In which Osama bin Laden is dead

Peace, Paix, Paz, Pace, Frieden, Vrede, Pax free creative commonsphoto © 2009 D. Sharon Pruitt | more info (via: Wylio)

Osama bin Laden is dead.

I was on Twitter last night when the news broke ahead of the news conference. And I admit it, as the jubilation and celebration poured in, I was actually sickened.

And people wonder why I call myself “uneasy” pacifist.

Is it joy I feel? No, no, it’s not. I’m not waving any country’s flags and chanting slogans with glee at the death of another human being, even a wicked one. (Did the scenes on the news remind anyone else of the reaction of the Afghanistan etc. when Sept 11 happened? The jubilation and cheering in the streets? Maybe we’re not so different after all.) I can’t rejoice when another person is dead. Either life is sacred or it’s not. I am pro-life – for babies, for terrorists, for everyone between. I always believe with hope, I always take the posture of believing the best (it’s a spiritual discipline sometimes). I do believe that Jesus loved Osama bin Laden like he loves me – and you. And I can’t rejoice when another person has blood on their hands even if it is at the request of the state.

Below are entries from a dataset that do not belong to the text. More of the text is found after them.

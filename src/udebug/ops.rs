// Arquivo: udebug/ops.rs
//
// Propósito: Operações do lado do DEBUGGER: abrir/fechar sessão,
// assinar eventos, autorizar (GO) e parar (STOP) threads do debugado.

//! Operações do lado do debugger

use super::{EvMask, SessionState, UdebugError, UdebugEvent};
use crate::ipc::{DebugCall, EOK};
use crate::task::{Task, TaskId, Thread};
use alloc::boxed::Box;

/// Abre uma sessão de depuração na task.
///
/// A chamada BEGIN fica pendente até todas as threads estarem em seção
/// stoppable; se já estiverem, a sessão ativa e a resposta sai na hora.
/// Retorna `true` se o BEGIN foi respondido imediatamente.
pub fn udebug_begin(
    task: &Task,
    call: Box<DebugCall>,
    debugger: TaskId,
    evmask: EvMask,
) -> Result<bool, UdebugError> {
    let mut t = task.udebug.state.lock();

    if t.dt_state != SessionState::Inactive {
        return Err(UdebugError::Busy);
    }

    crate::kdebug!("(udebug) begin na task", task.id);

    t.debugger = Some(debugger);
    t.evmask = evmask;
    t.begin_call = Some(call);

    let answered = if t.not_stoppable_count == 0 {
        // Nenhuma thread fora de seção stoppable: ativa já.
        t.dt_state = SessionState::Active;
        let mut call = t.begin_call.take().expect("BEGIN recem-guardado sumiu");
        call.set_retval(EOK);
        task.answerbox.answer(call);
        true
    } else {
        t.dt_state = SessionState::Beginning;
        false
    };

    // Marca as threads de userspace como ativas na sessão (go == false:
    // param no próximo ponto stoppable até receberem GO).
    for thread in task.threads() {
        let mut th = thread.udebug.state.lock();
        if thread.uspace {
            th.active = true;
            drop(th);
            thread.udebug.active_cv.notify_all();
        }
    }

    Ok(answered)
}

/// Redefine a assinatura de eventos de uma sessão aberta.
pub fn udebug_set_evmask(task: &Task, evmask: EvMask) -> Result<(), UdebugError> {
    let mut t = task.udebug.state.lock();

    match t.dt_state {
        SessionState::Beginning | SessionState::Active => {
            t.evmask = evmask;
            Ok(())
        }
        SessionState::Inactive => Err(UdebugError::InvalidState),
    }
}

/// Autoriza a thread a executar. A chamada GO fica pendente e será
/// respondida com o próximo evento.
pub fn udebug_go(task: &Task, thread: &Thread, call: Box<DebugCall>) -> Result<(), UdebugError> {
    let t = task.udebug.state.lock();

    if t.dt_state != SessionState::Active {
        return Err(UdebugError::InvalidState);
    }

    let mut th = thread.udebug.state.lock();

    if !th.active {
        return Err(UdebugError::InvalidState);
    }
    if th.go {
        return Err(UdebugError::Busy);
    }

    th.go_call = Some(call);
    th.go = true;
    th.cur_event = None;

    // O mutex da thread não pode estar em mãos durante o wakeup.
    drop(th);
    drop(t);

    thread.udebug.go_wq.wakeup_first();

    Ok(())
}

/// Para a thread: derruba o GO. Se a thread está em seção stoppable, a
/// chamada GO pendente é respondida com STOP agora; caso contrário o
/// próximo stoppable_begin responde.
pub fn udebug_stop(task: &Task, thread: &Thread) -> Result<(), UdebugError> {
    let t = task.udebug.state.lock();

    if t.dt_state != SessionState::Active {
        return Err(UdebugError::InvalidState);
    }

    let mut th = thread.udebug.state.lock();

    if !th.active || !th.go {
        return Err(UdebugError::InvalidState);
    }

    th.go = false;

    if th.stoppable {
        if let Some(mut call) = th.go_call.take() {
            call.set_retval(EOK);
            call.set_arg(1, UdebugEvent::Stop as u64);
            th.cur_event = Some(UdebugEvent::Stop);
            task.answerbox.answer(call);
        }
    }

    drop(th);
    drop(t);

    Ok(())
}

/// Fecha a sessão de depuração (teardown gracioso com FINISHED).
pub fn udebug_end(task: &Task) -> Result<(), UdebugError> {
    super::hooks::task_cleanup(task)
}
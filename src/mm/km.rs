//! Região kernel não-identity (km)
//!
//! Tabelas de página que servem a região km são globais e compartilhadas
//! entre todos os address spaces (ver `page::PageTable::make_global`);
//! `remove` nunca as libera.

use crate::config;
use crate::mm::VirtAddr;

/// O endereço pertence à região kernel não-identity?
pub fn is_non_identity(addr: VirtAddr) -> bool {
    match config::try_get() {
        Some(cfg) => {
            let a = addr.as_u64();
            a >= cfg.km_base && a - cfg.km_base < cfg.km_size
        }
        // Sem config publicada não há região km registrada.
        None => false,
    }
}
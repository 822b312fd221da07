//! Constantes compartilhadas do MM

/// Tamanho de página (4 KiB)
pub const PAGE_SIZE: usize = 4096;

/// log2(PAGE_SIZE)
pub const PAGE_WIDTH: u32 = 12;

Yet he was an evil man. I can’t muster up much sadness for him. According to what I believe, I am pretty sure that that he met God last night and is likely understanding for the first time what his hatred and murderous actions have cost him and humanity. I heard someone refer to it as a “necessary evil” and I would agree with that. It is evil to murder but in this case, in our fallen world, it’s “necessary.”

Neither do I feel relief. This has not ended anything. The world is not safer. There will be retaliations, there will be payback. You can’t murder murder and so the cycle spins on, out of control, perpetuating more hatred and euphemistic phrases for killing. Now he’s a martyr for the cause.

This is not closure. I understand, I do, that for some people this feels like closure. This feels like “an eye for an eye” and it feels like justice. It feels like closing the book on a nightmare. But it’s not closure. It can’t be closure when it’s just going on and on and on. And as long as we keep this up, it will always go on.

Instead, I’m only grieving and remembering. And praying.

10 years ago, the sight of towers crumbling. I am remembering my horror – true shrieking horror – as people flung themselves out of high rises rather than remain inside to be burned alive. I am remembering people covered in blood and dust, the terror and agony we all felt. I am remembering the weeping and the mourning all across the world. I was in the States at that time of my life and I remember the patriotism, the giving, the love and even yes, the anger and need for revenge.

Today I’m grieving for every child that has grown up without a parent, every mother who buried her child, every person with nightmares and pain and fear.

I’m also remembering the military and their families. Those that serve and serve and serve, those that are wounded emotionally and physically, those that lost their lives. I am remembering them far away from their families, struggling and battling.

I’m remembering the thousands and thousands Iraqi and Afghani citizens that are referred to as “collateral damage,” the children growing up without parents, the mothers who buried their children, the twisted bodies in the sandy streets and hate-filled mobs screaming for revenge – again.  I’m remembering the purple forefingers of first-time voters and the girls with disfigured faces from acid attacks because they dared to go to school. The aid workers and the brave ones who stand against tyranny in a million small ways.

I feel raw and confused.

What is the way of peace? 

Are we naive enough to think that this has ended anything?

What is the way of unity and wholeness in our world?

What is the Christian response here? (When Brian and I were talking about it last night, I posed that question and he laughed in my face. “You mean, what’s A Christian response. That’s the whole point of the unity/disunity thing: there is no one Christian response to anything. Ever.“)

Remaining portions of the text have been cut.